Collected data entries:
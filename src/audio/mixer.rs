use std::sync::Arc;

use crate::audio::envelope::{GainEnvelope, VolumeRamp};
use crate::audio::resampler::conform_buffer;
use crate::models::AudioBuffer;

pub type SegmentId = u64;

/// A request to play part of a buffer at an absolute audio-clock time
#[derive(Debug, Clone)]
pub struct SegmentRequest {
    pub buffer: Arc<AudioBuffer>,
    /// Audio-clock time in seconds at which playback starts
    pub when: f64,
    /// Seconds into `buffer` at which playback starts
    pub offset: f64,
    /// Seconds to play; `None` plays to the end of the buffer
    pub duration: Option<f64>,
    pub envelope: Option<GainEnvelope>,
}

/// A segment already converted to the output format, ready to be added
/// without further allocation under the mixer lock
#[derive(Debug)]
pub struct PreparedSegment {
    buffer: Arc<AudioBuffer>,
    start_frame: u64,
    offset_frames: usize,
    play_frames: usize,
    envelope: Option<GainEnvelope>,
}

#[derive(Debug)]
struct ActiveSegment {
    id: SegmentId,
    buffer: Arc<AudioBuffer>,
    start_frame: u64,
    offset_frames: usize,
    play_frames: usize,
    envelope: Option<GainEnvelope>,
}

impl ActiveSegment {
    fn end_frame(&self) -> u64 {
        self.start_frame + self.play_frames as u64
    }
}

/// Sample-accurate mixer shared between the device callback and the player.
///
/// The clock counts rendered frames; `current_time` is derived from it, so it
/// only moves when audio is actually produced.
#[derive(Debug)]
pub struct SegmentMixer {
    sample_rate: u32,
    channels: u16,
    clock_frames: u64,
    segments: Vec<ActiveSegment>,
    volume: VolumeRamp,
    next_id: SegmentId,
}

impl SegmentMixer {
    pub fn new(sample_rate: u32, channels: u16, volume: f32, time_constant: f64) -> Self {
        Self {
            sample_rate,
            channels,
            clock_frames: 0,
            segments: Vec::new(),
            volume: VolumeRamp::new(volume, time_constant),
            next_id: 1,
        }
    }

    /// Convert a request to the mixer's output format. Called outside the
    /// mixer lock since resampling can be expensive.
    pub fn prepare(request: SegmentRequest, sample_rate: u32, channels: u16) -> PreparedSegment {
        let buffer = if request.buffer.sample_rate == sample_rate && request.buffer.channels == channels {
            request.buffer
        } else {
            Arc::new(conform_buffer(&request.buffer, sample_rate, channels))
        };

        let sr = sample_rate as f64;
        let offset_frames = ((request.offset.max(0.0) * sr).round() as usize).min(buffer.frames);
        let available = buffer.frames - offset_frames;
        let play_frames = match request.duration {
            Some(duration) => ((duration.max(0.0) * sr).round() as usize).min(available),
            None => available,
        };

        PreparedSegment {
            buffer,
            start_frame: (request.when.max(0.0) * sr).round() as u64,
            offset_frames,
            play_frames,
            envelope: request.envelope,
        }
    }

    pub fn sample_rate(&self) -> u32 {
        self.sample_rate
    }

    pub fn channels(&self) -> u16 {
        self.channels
    }

    /// Add a prepared segment; a start time already in the past starts now
    pub fn add(&mut self, prepared: PreparedSegment) -> SegmentId {
        let id = self.next_id;
        self.next_id += 1;
        self.segments.push(ActiveSegment {
            id,
            buffer: prepared.buffer,
            start_frame: prepared.start_frame.max(self.clock_frames),
            offset_frames: prepared.offset_frames,
            play_frames: prepared.play_frames,
            envelope: prepared.envelope,
        });
        id
    }

    /// Remove a segment; returns false if it already finished
    pub fn remove(&mut self, id: SegmentId) -> bool {
        let before = self.segments.len();
        self.segments.retain(|s| s.id != id);
        self.segments.len() != before
    }

    pub fn clear(&mut self) {
        self.segments.clear();
    }

    pub fn is_active(&self, id: SegmentId) -> bool {
        self.segments.iter().any(|s| s.id == id)
    }

    pub fn active_count(&self) -> usize {
        self.segments.len()
    }

    pub fn set_volume(&mut self, volume: f32, time_constant: f64) {
        self.volume.set_target(volume, time_constant);
    }

    /// Target master volume
    pub fn volume(&self) -> f32 {
        self.volume.target()
    }

    pub fn current_time(&self) -> f64 {
        if self.sample_rate == 0 {
            return 0.0;
        }
        self.clock_frames as f64 / self.sample_rate as f64
    }

    pub fn clock_frames(&self) -> u64 {
        self.clock_frames
    }

    /// Render interleaved frames into `out`, advancing the clock
    pub fn render(&mut self, out: &mut [f32]) {
        let ch = self.channels as usize;
        if ch == 0 {
            return;
        }
        let sr = self.sample_rate as f64;

        for frame in out.chunks_exact_mut(ch) {
            frame.fill(0.0);
            let clock = self.clock_frames;
            let t = clock as f64 / sr;

            for segment in &self.segments {
                if clock < segment.start_frame || clock >= segment.end_frame() {
                    continue;
                }
                let src = segment.offset_frames + (clock - segment.start_frame) as usize;
                let gain = segment.envelope.map_or(1.0, |e| e.gain_at(t));
                let base = src * ch;
                for (c, sample) in frame.iter_mut().enumerate() {
                    *sample += segment.buffer.samples[base + c] * gain;
                }
            }

            let master = self.volume.next_gain(self.sample_rate);
            for sample in frame.iter_mut() {
                *sample *= master;
            }

            self.clock_frames += 1;
        }

        let now = self.clock_frames;
        self.segments.retain(|s| s.end_frame() > now);
    }

    /// Advance the clock by `frames`, discarding the output
    pub fn advance(&mut self, frames: usize) {
        let mut scratch = vec![0.0f32; 1024 * self.channels as usize];
        let mut remaining = frames;
        while remaining > 0 {
            let step = remaining.min(1024);
            self.render(&mut scratch[..step * self.channels as usize]);
            remaining -= step;
        }
    }
}

#[cfg(test)]
mod tests {
    use super::*;

    fn constant_buffer(value: f32, frames: usize, sample_rate: u32) -> Arc<AudioBuffer> {
        Arc::new(AudioBuffer::from_samples(vec![value; frames], 1, sample_rate))
    }

    fn request(buffer: Arc<AudioBuffer>, when: f64) -> SegmentRequest {
        SegmentRequest {
            buffer,
            when,
            offset: 0.0,
            duration: None,
            envelope: None,
        }
    }

    #[test]
    fn test_segment_starts_at_scheduled_frame() {
        let mut mixer = SegmentMixer::new(100, 1, 1.0, 0.0);
        let prepared = SegmentMixer::prepare(request(constant_buffer(0.5, 10, 100), 0.05), 100, 1);
        mixer.add(prepared);

        let mut out = vec![0.0; 20];
        mixer.render(&mut out);

        assert!(out[..5].iter().all(|&s| s == 0.0));
        assert!(out[5..15].iter().all(|&s| (s - 0.5).abs() < 1e-6));
        assert!(out[15..].iter().all(|&s| s == 0.0));
        assert_eq!(mixer.active_count(), 0);
        assert!((mixer.current_time() - 0.2).abs() < 1e-9);
    }

    #[test]
    fn test_offset_and_duration_limit_playback() {
        let samples: Vec<f32> = (0..100).map(|v| v as f32).collect();
        let buffer = Arc::new(AudioBuffer::from_samples(samples, 1, 100));
        let mut mixer = SegmentMixer::new(100, 1, 1.0, 0.0);
        let prepared = SegmentMixer::prepare(
            SegmentRequest {
                buffer,
                when: 0.0,
                offset: 0.5,
                duration: Some(0.1),
                envelope: None,
            },
            100,
            1,
        );
        mixer.add(prepared);

        let mut out = vec![0.0; 20];
        mixer.render(&mut out);
        assert_eq!(out[0], 50.0);
        assert_eq!(out[9], 59.0);
        assert_eq!(out[10], 0.0);
    }

    #[test]
    fn test_past_start_begins_immediately() {
        let mut mixer = SegmentMixer::new(100, 1, 1.0, 0.0);
        mixer.advance(50);

        let id = mixer.add(SegmentMixer::prepare(request(constant_buffer(1.0, 10, 100), 0.0), 100, 1));
        let mut out = vec![0.0; 1];
        mixer.render(&mut out);
        assert_eq!(out[0], 1.0);
        assert!(mixer.is_active(id));
    }

    #[test]
    fn test_envelope_applies_gain() {
        let mut mixer = SegmentMixer::new(100, 1, 1.0, 0.0);
        let mut req = request(constant_buffer(1.0, 100, 100), 0.0);
        req.envelope = Some(GainEnvelope::fade_in(0.0, 0.5));
        mixer.add(SegmentMixer::prepare(req, 100, 1));

        let mut out = vec![0.0; 100];
        mixer.render(&mut out);
        assert_eq!(out[0], 0.0);
        assert!((out[25] - 0.5).abs() < 1e-6);
        assert_eq!(out[60], 1.0);
        assert!(out.windows(2).all(|w| w[1] >= w[0]));
    }

    #[test]
    fn test_remove_and_clear() {
        let mut mixer = SegmentMixer::new(100, 1, 1.0, 0.0);
        let a = mixer.add(SegmentMixer::prepare(request(constant_buffer(1.0, 10, 100), 0.0), 100, 1));
        let b = mixer.add(SegmentMixer::prepare(request(constant_buffer(1.0, 10, 100), 0.1), 100, 1));
        assert_eq!(mixer.active_count(), 2);

        assert!(mixer.remove(a));
        assert!(!mixer.remove(a));
        assert!(mixer.is_active(b));

        mixer.clear();
        assert_eq!(mixer.active_count(), 0);
    }

    #[test]
    fn test_prepare_conforms_format() {
        let buffer = constant_buffer(0.25, 50, 50);
        let prepared = SegmentMixer::prepare(request(buffer, 0.0), 100, 2);
        assert_eq!(prepared.buffer.channels, 2);
        assert_eq!(prepared.buffer.sample_rate, 100);
        assert_eq!(prepared.play_frames, 100);
    }

    #[test]
    fn test_master_volume_scales_output() {
        let mut mixer = SegmentMixer::new(100, 1, 0.5, 0.0);
        mixer.add(SegmentMixer::prepare(request(constant_buffer(1.0, 10, 100), 0.0), 100, 1));
        let mut out = vec![0.0; 4];
        mixer.render(&mut out);
        assert!(out.iter().all(|&s| (s - 0.5).abs() < 1e-6));
        assert_eq!(mixer.volume(), 0.5);
    }
}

__Requirement__
Could you restate, word for word, the lines above from the one with "pub fn current_time(&self)" to the one with "for segment in", both included?

__Response area__
    pub fn current_time(&self) -> f64 {
        if self.sample_rate == 0 {
            return 0.0;
        }
        self.clock_frames as f64 / self.sample_rate as f64
    }

    pub fn clock_frames(&self) -> u64 {
        self.clock_frames
    }

    /// Render interleaved frames into `out`, advancing the clock
    pub fn render(&mut self, out: &mut [f32]) {
        let ch = self.channels as usize;
        if ch == 0 {
            return;
        }
        let sr = self.sample_rate as f64;

        for frame in out.chunks_exact_mut(ch) {
            frame.fill(0.0);
            let clock = self.clock_frames;
            let t = clock as f64 / sr;

            for segment in &self.segments {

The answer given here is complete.